Rhonda Fleming, Out of the Past actress, dies at 97

Rhonda Fleming, a classic movie star once known as the "Queen of Technicolor", has died at the age of 97.
Her secretary, Carla Sapon, confirmed the news to The Hollywood Reporter.
Fleming was hailed for her bright red hair and green eyes, and loved by audiences for her presence in Technicolor films, particularly in A Connecticut Yankee from 1949 in King Arthur's Court across from Bing Crosby. She was also known for her presence in film noir, particularly as Meta Carson in Out of the Past from 1947.
Fleming had her first essential role in Alfred Hitchcock's Spellbound, in which she played a nymphomaniac in a mental hospital. She later joked about looking up what the word nymphomaniac meant and was shocked to discover the definition.
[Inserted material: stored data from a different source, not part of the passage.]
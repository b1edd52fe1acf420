//! Page output model and its terminal rendering

use comfy_table::presets::UTF8_FULL;
use comfy_table::{ContentArrangement, Table};
use serde::{Deserialize, Serialize};
use std::fmt::Write;

use crate::chart::ChartData;
use crate::models::Headline;

const SPARK_LEVELS: [char; 8] = ['▁', '▂', '▃', '▄', '▅', '▆', '▇', '█'];

/// Default sparkline width in terminal cells
pub const SPARK_WIDTH: usize = 60;

/// One block of page output
#[derive(Debug, Clone, PartialEq, Serialize, Deserialize)]
#[serde(tag = "kind", content = "value", rename_all = "snake_case")]
pub enum Section {
    Heading(String),
    Text(String),
    Success(String),
    Warning(String),
    Table {
        headers: Vec<String>,
        rows: Vec<Vec<String>>,
    },
    Chart(ChartData),
    /// Numbered headline list
    Links(Vec<Headline>),
}

/// Result of one page action
#[derive(Debug, Clone, Default, PartialEq, Serialize, Deserialize)]
pub struct PageView {
    pub title: String,
    pub sections: Vec<Section>,
}

impl PageView {
    pub fn new(title: impl Into<String>) -> Self {
        Self {
            title: title.into(),
            sections: Vec::new(),
        }
    }

    pub fn push(&mut self, section: Section) -> &mut Self {
        self.sections.push(section);
        self
    }

    pub fn heading(&mut self, text: impl Into<String>) -> &mut Self {
        self.push(Section::Heading(text.into()))
    }

    pub fn text(&mut self, text: impl Into<String>) -> &mut Self {
        self.push(Section::Text(text.into()))
    }

    pub fn success(&mut self, text: impl Into<String>) -> &mut Self {
        self.push(Section::Success(text.into()))
    }

    pub fn warning(&mut self, text: impl Into<String>) -> &mut Self {
        self.push(Section::Warning(text.into()))
    }

    pub fn table(&mut self, headers: Vec<String>, rows: Vec<Vec<String>>) -> &mut Self {
        self.push(Section::Table { headers, rows })
    }

    pub fn warnings(&self) -> impl Iterator<Item = &str> {
        self.sections.iter().filter_map(|s| match s {
            Section::Warning(w) => Some(w.as_str()),
            _ => None,
        })
    }

    pub fn has_warning(&self) -> bool {
        self.warnings().next().is_some()
    }

    pub fn charts(&self) -> impl Iterator<Item = &ChartData> {
        self.sections.iter().filter_map(|s| match s {
            Section::Chart(c) => Some(c),
            _ => None,
        })
    }
}

/// Bucket-average `values` down to at most `width` cells and draw them as block characters
pub fn sparkline(values: &[f64], width: usize) -> String {
    let finite: Vec<f64> = values.iter().copied().filter(|v| v.is_finite()).collect();
    if finite.is_empty() || width == 0 {
        return String::new();
    }

    let buckets = finite.len().min(width);
    let averaged: Vec<f64> = (0..buckets)
        .map(|i| {
            let lo = i * finite.len() / buckets;
            let hi = ((i + 1) * finite.len() / buckets).max(lo + 1);
            let chunk = &finite[lo..hi];
            chunk.iter().sum::<f64>() / chunk.len() as f64
        })
        .collect();

    let min = averaged.iter().copied().fold(f64::INFINITY, f64::min);
    let max = averaged.iter().copied().fold(f64::NEG_INFINITY, f64::max);
    let range = max - min;
    let top = (SPARK_LEVELS.len() - 1) as f64;

    averaged
        .iter()
        .map(|v| {
            let level = if range > 0.0 {
                ((v - min) / range * top).round() as usize
            } else {
                SPARK_LEVELS.len() / 2
            };
            SPARK_LEVELS[level.min(SPARK_LEVELS.len() - 1)]
        })
        .collect()
}

fn render_table(headers: &[String], rows: &[Vec<String>]) -> String {
    let mut table = Table::new();
    table
        .load_preset(UTF8_FULL)
        .set_content_arrangement(ContentArrangement::Dynamic)
        .set_header(headers);
    for row in rows {
        table.add_row(row);
    }
    table.to_string()
}

fn render_chart(out: &mut String, chart: &ChartData) {
    let _ = writeln!(out, "{}", chart.title);
    if let (Some(start), Some(end)) = (chart.metadata.start_date, chart.metadata.end_date) {
        let _ = write!(out, "  {start} .. {end}, {} points", chart.metadata.data_points);
        if let (Some(min), Some(max)) = (chart.metadata.min_value, chart.metadata.max_value) {
            let _ = write!(out, ", {} range {min:.2} .. {max:.2}", chart.y_label);
        }
        out.push('\n');
    }

    let name_width = chart.series.iter().map(|s| s.name.len()).max().unwrap_or(0);
    for line in &chart.series {
        let values = line.values();
        let last = values.last().map(|v| format!("{v:.2}")).unwrap_or_default();
        let _ = writeln!(
            out,
            "  {:<name_width$} {} {last}",
            line.name,
            sparkline(&values, SPARK_WIDTH)
        );
    }
}

/// Plain-text rendering of a page for the terminal
pub fn render(page: &PageView) -> String {
    let mut out = String::new();
    let _ = writeln!(out, "== {} ==", page.title);

    for section in &page.sections {
        out.push('\n');
        match section {
            Section::Heading(h) => {
                let _ = writeln!(out, "{h}\n{}", "-".repeat(h.chars().count()));
            }
            Section::Text(t) => {
                let _ = writeln!(out, "{t}");
            }
            Section::Success(t) => {
                let _ = writeln!(out, "✅ {t}");
            }
            Section::Warning(t) => {
                let _ = writeln!(out, "⚠️  {t}");
            }
            Section::Table { headers, rows } => {
                let _ = writeln!(out, "{}", render_table(headers, rows));
            }
            Section::Chart(chart) => render_chart(&mut out, chart),
            Section::Links(headlines) => {
                for (i, h) in headlines.iter().enumerate() {
                    let _ = writeln!(out, "{}. {}\n   {}", i + 1, h.title, h.link);
                }
            }
        }
    }
    out
}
She excelled in bad girl and femme fatale roles and appeared in projects such as Cry Danger (1951), While the City Sleeps (1956), The Killer Is Loose (1956), Inferno (1953) and Slightly Scarlet ( 1956). Fleming also had a knack for westerns and appeared in The Eagle and the Hawk (1950), Gunfight at the O.K. Corral (1957), The Redhead and the Cowboy (1951), Pony Express (1953) and the 3D musical Those Redheads From Seattle (1953).
She put her eye-catching curls and bombshell looks alive and starred as a belly dancer in Little Egypt (1951), as Cleopatra in Serpent of the Nile (1953) and in her first leading role in 1947 (7).
She attracted a lot of attention for the singing and dancing on the opening bill of the Tropicana Hotel in Las Vegas in May 1957, along with the likes of Eddie Fisher.
Rhonda Fleming was born Marilyn Louis on August 10, 1923 in Hollywood into a family of actors. While still a student at Beverly Hills High School, she began working as a film actress. Fleming was discovered by notorious Hollywood agent Henry Willson (recently portrayed by Jim Parsons on Netflix 'Hollywood), who implemented her name change and brought her to the attention of legendary producer David O. Selznick.
Selznick signed her, which led to her first notable role in Spellbound. After getting her first lead role in Adventure Island, she auditioned for her role in Connecticut Yankee, a musical that allowed her to showcase her singing skills. She duet with Crosby on "Once and For Always" and sang solo on "When Is Sometime".
She then worked with Bob Hope on The Great Lover, a massive hit. Notably, Fleming appeared in four films alongside Ronald Reagan from 1951 to 1955, including The Last Outpost and Hong Kong. Her other notable credits included Home Before Dark in 1958, The Big Circus with Victor Mature in 1959, and The Nude Bomb in 1980.
Fleming also worked on television on shows such as The Virginian, Wagon Train, Ellery Queen, McMillan & Wife, and The Love Boat.
She retired in the 1960s and focused on singing and nightclub appearances. After 1975, their screen appearances dwindled significantly. In later life she was a prominent advocate of cancer research and founded the Rhonda Fleming Mann Clinic for Comprehensive Care at UCLA Medical Center in 1991. She later founded the Rhonda Fleming Mann Research Fellowship in the City of Hope.
Fleming was married six times, and her last husband was theater chain mogul Ted Mann (formerly Mann's Chinese Theater), who joined her in her philanthropic endeavors.
Through her marriage to doctor Thomas Lane, she had a son, Kent Lane, as well as two granddaughters and four great-grandchildren.